◆ **Task**
The expected answer is a single number, namely how many lines in the data below hold the word "RunMetadata".

[Records from a data source]
//! Populations of demographic groups per spatial unit.
use crate::access::SpatialUnitID;
use crate::id::define_id_type;
use anyhow::{Result, ensure};
use indexmap::{IndexMap, IndexSet};

define_id_type! {GroupID}

/// Group populations for one region.
///
/// Each spatial unit has one population value per group, in the order of [`Demographics::groups`].
#[derive(Debug, Clone, PartialEq)]
pub struct Demographics {
    groups: IndexSet<GroupID>,
    populations: IndexMap<SpatialUnitID, Vec<f64>>,
}

impl Demographics {
    /// Create a new [`Demographics`], checking every unit has a value for every group
    pub fn new(
        groups: IndexSet<GroupID>,
        populations: IndexMap<SpatialUnitID, Vec<f64>>,
    ) -> Result<Self> {
        ensure!(!groups.is_empty(), "No demographic groups provided");
        for (unit, values) in &populations {
            ensure!(
                values.len() == groups.len(),
                "Spatial unit {unit} has {} group populations, expected {}",
                values.len(),
                groups.len()
            );
        }

        Ok(Self {
            groups,
            populations,
        })
    }

    /// The demographic groups, in column order
    pub fn groups(&self) -> &IndexSet<GroupID> {
        &self.groups
    }

    /// The group populations for a spatial unit
    pub fn get(&self, unit: &SpatialUnitID) -> Option<&[f64]> {
        self.populations.get(unit).map(Vec::as_slice)
    }
}
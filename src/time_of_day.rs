//! Times of day label which accessibility snapshot is analysed (e.g. weekday AM peak).
use crate::id::define_id_type;

define_id_type! {TimeOfDayID}

/// The name of a geospatial layer for the given week and time of day, e.g. `20240304_WEDAM`
pub fn layer_name(week_of: &str, tod: &TimeOfDayID) -> String {
    format!("{week_of}_{tod}")
}
//! Integration tests for the `maps` command.
use map_macro::hash_set;
use poverty_sweep::cli::{MapsOpts, handle_maps_command};
use poverty_sweep::project::Project;
use poverty_sweep::settings::Settings;
use poverty_sweep::sweep::run_sweep;
use std::collections::HashSet;
use std::fs::{self, File};
use std::path::PathBuf;
use tempfile::tempdir;

/// Get the path to the demo project.
fn get_project_dir() -> PathBuf {
    PathBuf::from("demos/simple")
}

/// An integration test for the `maps` command.
#[test]
fn test_handle_maps_command() {
    unsafe { std::env::set_var("POVERTY_SWEEP_LOG_LEVEL", "off") };

    let dir = tempdir().unwrap();
    let project = Project::from_path(get_project_dir()).unwrap();
    run_sweep(&project, dir.path()).unwrap();

    let maps_dir = dir.path().join("maps");
    let opts = MapsOpts {
        output_dir: Some(maps_dir.clone()),
        lines_dir: Some(dir.path().to_path_buf()),
        overwrite: false,
    };
    handle_maps_command(&get_project_dir(), &opts, Some(Settings::default())).unwrap();

    let images: HashSet<String> = fs::read_dir(&maps_dir)
        .unwrap()
        .map(|entry| entry.unwrap().file_name().into_string().unwrap())
        .filter(|name| name.ends_with(".png"))
        .collect();
    let expected = hash_set! {
        "WAS_fractional.png".to_string(),
        "WAS_auto.png".to_string(),
        "WAS_percentile.png".to_string(),
        "BOS_fractional.png".to_string(),
        "BOS_auto.png".to_string(),
        "BOS_percentile.png".to_string(),
    };
    assert_eq!(images, expected);

    // Check image size and embedded title
    let decoder = png::Decoder::new(File::open(maps_dir.join("WAS_auto.png")).unwrap());
    let reader = decoder.read_info().unwrap();
    let info = reader.info();
    assert_eq!((info.width, info.height), (400, 400));
    let title = info
        .uncompressed_latin1_text
        .iter()
        .find(|chunk| chunk.keyword == "Title")
        .unwrap();
    assert_eq!(title.text, "Auto Ratio Disadvantage Lines in Washington, DC");
}
//! Code for writing metadata to file
use crate::poverty_line::LineMode;
use anyhow::{Result, anyhow};
use chrono::prelude::*;
use platform_info::{PlatformInfo, PlatformInfoAPI, UNameAPI};
use serde::Serialize;
use std::fs;
use std::path::Path;

/// The output file name for metadata
const METADATA_FILE_NAME: &str = "metadata.toml";

/// Information about the program build via `built` crate
mod built_info {
    // The file has been placed there by the build script.
    include!(concat!(env!("OUT_DIR"), "/built.rs"));
}

/// Get information about program version from git
fn get_git_hash() -> String {
    let Some(hash) = built_info::GIT_COMMIT_HASH_SHORT else {
        return "unknown".into();
    };

    if built_info::GIT_DIRTY == Some(true) {
        format!("{hash}-dirty")
    } else {
        hash.into()
    }
}

#[derive(Serialize)]
struct Metadata<'a> {
    run: RunMetadata<'a>,
    program: ProgramMetadata<'a>,
    platform: PlatformMetadata,
}

/// Information about the sweep
#[derive(Serialize)]
struct RunMetadata<'a> {
    /// Path to the project which was swept
    project_path: &'a Path,
    /// The date and time on which the run started
    datetime: String,
    /// The poverty-line strategies swept, in order
    strategies: &'a [LineMode],
}

impl<'a> RunMetadata<'a> {
    fn new(project_path: &'a Path, strategies: &'a [LineMode]) -> Self {
        let dt = Local::now();
        Self {
            project_path,
            datetime: dt.to_rfc2822(),
            strategies,
        }
    }
}

#[derive(Serialize)]
struct ProgramMetadata<'a> {
    /// The program name
    name: &'a str,
    /// The program version as specified in Cargo.toml
    version: &'a str,
    /// The target architecture for the build (e.g. x86_64-unknown-linux-gnu)
    target: &'a str,
    /// Whether it is a debug build
    is_debug: bool,
    /// The version of rustc used to compile the program
    rustc_version: &'a str,
    /// When the program was built
    build_time_utc: &'a str,
    /// The git commit hash for this version of the program (if known)
    git_commit_hash: String,
}

impl Default for ProgramMetadata<'_> {
    fn default() -> Self {
        Self {
            name: built_info::PKG_NAME,
            version: built_info::PKG_VERSION,
            target: built_info::TARGET,
            is_debug: built_info::DEBUG,
            rustc_version: built_info::RUSTC_VERSION,
            build_time_utc: built_info::BUILT_TIME_UTC,
            git_commit_hash: get_git_hash(),
        }
    }
}

/// Information about the platform the program is running on.
///
/// The fields correspond to different data available from the [`PlatformInfo`] struct.
#[derive(Serialize)]
struct PlatformMetadata {
    sysname: String,
    nodename: String,
    release: String,
    version: String,
    machine: String,
    osname: String,
}

impl PlatformMetadata {
    fn new() -> Result<Self> {
        let info =
            PlatformInfo::new().map_err(|err| anyhow!("Unable to determine platform info: {err}"))?;
        Ok(Self {
            sysname: info.sysname().to_string_lossy().into(),
            nodename: info.nodename().to_string_lossy().into(),
            release: info.release().to_string_lossy().into(),
            version: info.version().to_string_lossy().into(),
            machine: info.machine().to_string_lossy().into(),
            osname: info.osname().to_string_lossy().into(),
        })
    }
}

/// Write metadata to the specified output path in TOML format
///
/// # Arguments
///
/// * `output_path` - The folder the sweep results are written to
/// * `project_path` - The project being swept
/// * `strategies` - The poverty-line strategies being swept
pub fn write_metadata(
    output_path: &Path,
    project_path: &Path,
    strategies: &[LineMode],
) -> Result<()> {
    let metadata = Metadata {
        run: RunMetadata::new(project_path, strategies),
        program: ProgramMetadata::default(),
        platform: PlatformMetadata::new()?,
    };
    let file_path = output_path.join(METADATA_FILE_NAME);
    fs::write(&file_path, toml::to_string(&metadata)?)?;

    Ok(())
}
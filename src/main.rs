use human_panic::setup_panic;
use poverty_sweep::cli::run_cli;
use poverty_sweep::log::is_logger_initialised;

fn main() {
    setup_panic!();

    if let Err(err) = run_cli() {
        if is_logger_initialised() {
            ::log::error!("{err:?}");
        } else {
            eprintln!("Error: {err:?}");
        }

        // Terminate program, signalling an error
        std::process::exit(1);
    }
}
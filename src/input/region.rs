//! Code for reading region-related information from CSV files.
use super::*;
use crate::region::{Region, RegionMap};
use std::path::Path;

const REGIONS_FILE_NAME: &str = "regions.csv";

/// Reads regions from a CSV file.
///
/// # Arguments
///
/// * `project_dir` - Folder containing project configuration files
///
/// # Returns
///
/// A [`RegionMap`] in file order, or an error
pub fn read_regions(project_dir: &Path) -> Result<RegionMap> {
    let file_path = project_dir.join(REGIONS_FILE_NAME);
    let regions: Vec<Region> = read_csv(&file_path)?;

    let mut map = RegionMap::with_capacity(regions.len());
    for region in regions {
        let id = region.id.clone();
        ensure!(
            map.insert(id.clone(), region).is_none(),
            "Duplicate region ID {id} in {}",
            file_path.display()
        );
    }

    Ok(map)
}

◆ **Answer to the exercise**
4